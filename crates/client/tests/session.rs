//! Rating session behaviour against an in-memory API.

use std::sync::{Arc, Mutex};
use std::time::Duration;

use assert_matches::assert_matches;
use async_trait::async_trait;
use reviewgate_client::api::{BusinessInfo, InteractionRecord, ReviewApi};
use reviewgate_client::error::{ClientError, SessionError};
use reviewgate_client::navigator::Navigator;
use reviewgate_client::session::{FeedbackForm, ReviewSession};
use reviewgate_core::error::CoreError;
use reviewgate_core::feedback::{CategorySet, Rejection, ValidFeedback};
use reviewgate_core::rating::{InteractionAction, REDIRECT_MESSAGE};

const BUSINESS_NOT_FOUND: &str = "Business not found or Invalid business ID!";
const GMB_URL: &str = "https://g.page/r/corner-cafe/review";

#[derive(Default)]
struct MockApi {
    known_business: bool,
    fail_writes: bool,
    interactions: Mutex<Vec<InteractionRecord>>,
    feedback: Mutex<Vec<ValidFeedback>>,
}

#[async_trait]
impl ReviewApi for MockApi {
    async fn fetch_business(&self, _business_id: &str) -> Result<BusinessInfo, ClientError> {
        if !self.known_business {
            return Err(ClientError::NotFound(BUSINESS_NOT_FOUND.into()));
        }
        Ok(BusinessInfo {
            name: "Corner Cafe".into(),
            description: None,
            image: None,
            gmb_url: GMB_URL.into(),
        })
    }

    async fn log_interaction(&self, record: &InteractionRecord) -> Result<(), ClientError> {
        if self.fail_writes {
            return Err(ClientError::HttpStatus(500));
        }
        self.interactions.lock().unwrap().push(record.clone());
        Ok(())
    }

    async fn submit_feedback(&self, submission: &ValidFeedback) -> Result<(), ClientError> {
        if self.fail_writes {
            return Err(ClientError::HttpStatus(500));
        }
        self.feedback.lock().unwrap().push(submission.clone());
        Ok(())
    }
}

fn known() -> Arc<MockApi> {
    Arc::new(MockApi {
        known_business: true,
        ..Default::default()
    })
}

/// Navigator that records every URL it is sent to.
fn recording_navigator() -> (Arc<dyn Navigator>, Arc<Mutex<Vec<String>>>) {
    let visits = Arc::new(Mutex::new(Vec::new()));
    let sink = Arc::clone(&visits);
    let navigator: Arc<dyn Navigator> =
        Arc::new(move |url: &str| sink.lock().unwrap().push(url.to_string()));
    (navigator, visits)
}

async fn session(api: Arc<MockApi>) -> (ReviewSession, Arc<Mutex<Vec<String>>>) {
    let (navigator, visits) = recording_navigator();
    let session = ReviewSession::load(api, navigator, "cafe-1").await.unwrap();
    (session, visits)
}

/// Let spawned fire-and-forget tasks run.
async fn settle() {
    for _ in 0..3 {
        tokio::task::yield_now().await;
    }
}

fn valid_form() -> FeedbackForm {
    FeedbackForm {
        feedback: "This is valid feedback of 20+ characters.".into(),
        category: "Service".into(),
        customer_name: "Hamza Test".into(),
        email: "hamza@outlook.com".into(),
        phone: "03334444444".into(),
    }
}

// ---------------------------------------------------------------------------
// Loading
// ---------------------------------------------------------------------------

#[tokio::test]
async fn unknown_business_fails_with_server_text() {
    let (navigator, _) = recording_navigator();
    let result = ReviewSession::load(Arc::new(MockApi::default()), navigator, "nope").await;

    assert_matches!(
        result,
        Err(SessionError::BusinessNotFound(msg)) if msg == BUSINESS_NOT_FOUND
    );
}

#[tokio::test]
async fn loaded_session_starts_unrated() {
    let (session, _) = session(known()).await;

    assert_eq!(session.business().name, "Corner Cafe");
    assert_eq!(session.selected_rating(), 0);
    assert_eq!(session.stars(), [false; 5]);
    assert!(!session.form_visible());
    assert_eq!(session.status_message(), None);
}

// ---------------------------------------------------------------------------
// Star fill
// ---------------------------------------------------------------------------

#[tokio::test(start_paused = true)]
async fn hover_previews_and_leave_restores_selection() {
    let (mut session, _) = session(known()).await;

    assert_eq!(session.hover(3), [true, true, true, false, false]);
    assert_eq!(session.leave(), [false; 5]);

    session.select(2).unwrap();
    assert_eq!(session.hover(5), [true; 5]);
    assert_eq!(session.leave(), [true, true, false, false, false]);
}

// ---------------------------------------------------------------------------
// Routing
// ---------------------------------------------------------------------------

#[tokio::test(start_paused = true)]
async fn high_rating_redirects_after_fixed_delay() {
    let api = known();
    let (mut session, visits) = session(Arc::clone(&api)).await;

    let routing = session.select(5).unwrap();
    assert_eq!(routing.action, InteractionAction::RedirectedToGmb);
    assert_eq!(session.status_message(), Some(REDIRECT_MESSAGE));
    assert!(!session.form_visible());

    settle().await;
    let logged = api.interactions.lock().unwrap().clone();
    assert_eq!(logged.len(), 1);
    assert_eq!(logged[0].business_id, "cafe-1");
    assert_eq!(logged[0].rating.value(), 5);
    assert_eq!(logged[0].action, InteractionAction::RedirectedToGmb);

    tokio::time::sleep(Duration::from_millis(1999)).await;
    assert!(visits.lock().unwrap().is_empty());

    tokio::time::sleep(Duration::from_millis(2)).await;
    assert_eq!(*visits.lock().unwrap(), vec![GMB_URL.to_string()]);
}

#[tokio::test(start_paused = true)]
async fn low_rating_reveals_form_without_navigation() {
    let api = known();
    let (mut session, visits) = session(Arc::clone(&api)).await;

    for rating in 1..=3 {
        let routing = session.select(rating).unwrap();
        assert_eq!(routing.action, InteractionAction::ShownFeedbackForm);
        assert!(session.form_visible());
    }

    tokio::time::sleep(Duration::from_secs(5)).await;
    assert!(visits.lock().unwrap().is_empty());
    assert_eq!(api.interactions.lock().unwrap().len(), 3);
}

#[tokio::test(start_paused = true)]
async fn later_selection_does_not_cancel_pending_redirect() {
    let (mut session, visits) = session(known()).await;

    session.select(4).unwrap();
    tokio::time::sleep(Duration::from_millis(500)).await;
    session.select(2).unwrap();

    tokio::time::sleep(Duration::from_millis(1600)).await;
    assert_eq!(visits.lock().unwrap().len(), 1);
    assert!(session.form_visible());
    assert_eq!(session.selected_rating(), 2);
}

#[tokio::test(start_paused = true)]
async fn interaction_log_failure_is_silent() {
    let api = Arc::new(MockApi {
        known_business: true,
        fail_writes: true,
        ..Default::default()
    });
    let (mut session, visits) = session(api).await;

    assert!(session.select(4).is_ok());
    tokio::time::sleep(Duration::from_millis(2001)).await;
    assert_eq!(visits.lock().unwrap().len(), 1);
}

#[tokio::test]
async fn out_of_range_selection_is_rejected() {
    let api = known();
    let (mut session, _) = session(Arc::clone(&api)).await;

    assert_matches!(session.select(0), Err(SessionError::Core(CoreError::Validation(_))));
    assert_matches!(session.select(6), Err(SessionError::Core(CoreError::Validation(_))));
    assert_eq!(session.selected_rating(), 0);

    settle().await;
    assert!(api.interactions.lock().unwrap().is_empty());
}

// ---------------------------------------------------------------------------
// Feedback
// ---------------------------------------------------------------------------

#[tokio::test(start_paused = true)]
async fn rejected_submission_keeps_form_values() {
    let api = known();
    let (mut session, _) = session(Arc::clone(&api)).await;
    session.select(2).unwrap();

    let mut form = valid_form();
    form.phone = "12334523ABC".into();
    let typed = form.clone();

    let err = session.submit(&mut form).await.unwrap_err();
    assert_matches!(err, SessionError::Core(CoreError::Rejected(Rejection::InvalidPhone)));
    assert_eq!(
        err.alert_message(),
        "Phone number must contain only digits (7–15 characters)."
    );

    assert_eq!(form, typed);
    assert!(session.form_visible());
    assert!(api.feedback.lock().unwrap().is_empty());

    // Correct and resubmit.
    form.phone = "03334444444".into();
    session.submit(&mut form).await.unwrap();
    assert_eq!(api.feedback.lock().unwrap().len(), 1);
}

#[tokio::test(start_paused = true)]
async fn valid_submission_is_sent_trimmed_and_form_reset() {
    let api = known();
    let (mut session, _) = session(Arc::clone(&api)).await;
    session.select(2).unwrap();

    let mut form = FeedbackForm {
        feedback: "  This is valid feedback of 20+ characters.  ".into(),
        category: "Service".into(),
        customer_name: " Hamza Test ".into(),
        email: " hamza@outlook.com".into(),
        phone: "03334444444 ".into(),
    };

    session.submit(&mut form).await.unwrap();

    let sent = api.feedback.lock().unwrap().clone();
    assert_eq!(sent.len(), 1);
    assert_eq!(sent[0].business_id, "cafe-1");
    assert_eq!(sent[0].rating.value(), 2);
    assert_eq!(sent[0].feedback, "This is valid feedback of 20+ characters.");
    assert_eq!(sent[0].customer_name.as_deref(), Some("Hamza Test"));
    assert_eq!(sent[0].email.as_deref(), Some("hamza@outlook.com"));
    assert_eq!(sent[0].phone.as_deref(), Some("03334444444"));

    assert_eq!(form, FeedbackForm::default());
    assert!(!session.form_visible());
    assert_eq!(
        session.status_message(),
        Some("Thank you for your feedback! We’ll use this to improve.")
    );
}

#[tokio::test(start_paused = true)]
async fn failed_feedback_write_still_resets_form() {
    let api = Arc::new(MockApi {
        known_business: true,
        fail_writes: true,
        ..Default::default()
    });
    let (mut session, _) = session(api).await;
    session.select(1).unwrap();

    let mut form = valid_form();
    session.submit(&mut form).await.unwrap();

    assert_eq!(form, FeedbackForm::default());
    assert!(!session.form_visible());
}

#[tokio::test]
async fn submission_without_low_rating_is_refused() {
    let (mut session, _) = session(known()).await;

    let mut form = valid_form();
    assert_matches!(
        session.submit(&mut form).await,
        Err(SessionError::Core(CoreError::Validation(_)))
    );
    assert_eq!(form, valid_form());
}

#[tokio::test(start_paused = true)]
async fn configured_categories_apply_to_form() {
    let api = known();
    let (session, _) = session(Arc::clone(&api)).await;
    let mut session = session.with_categories(CategorySet::from_csv("Food,Cleanliness"));
    session.select(3).unwrap();

    let mut form = valid_form();
    assert_matches!(
        session.submit(&mut form).await,
        Err(SessionError::Core(CoreError::Rejected(Rejection::CategoryRequired)))
    );

    form.category = "Food".into();
    assert!(session.submit(&mut form).await.is_ok());
}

****************************************

*Exercise brief*.
A single number is required: the count of lines in the material above that contain the word "Mutex".

*Answer space*.
6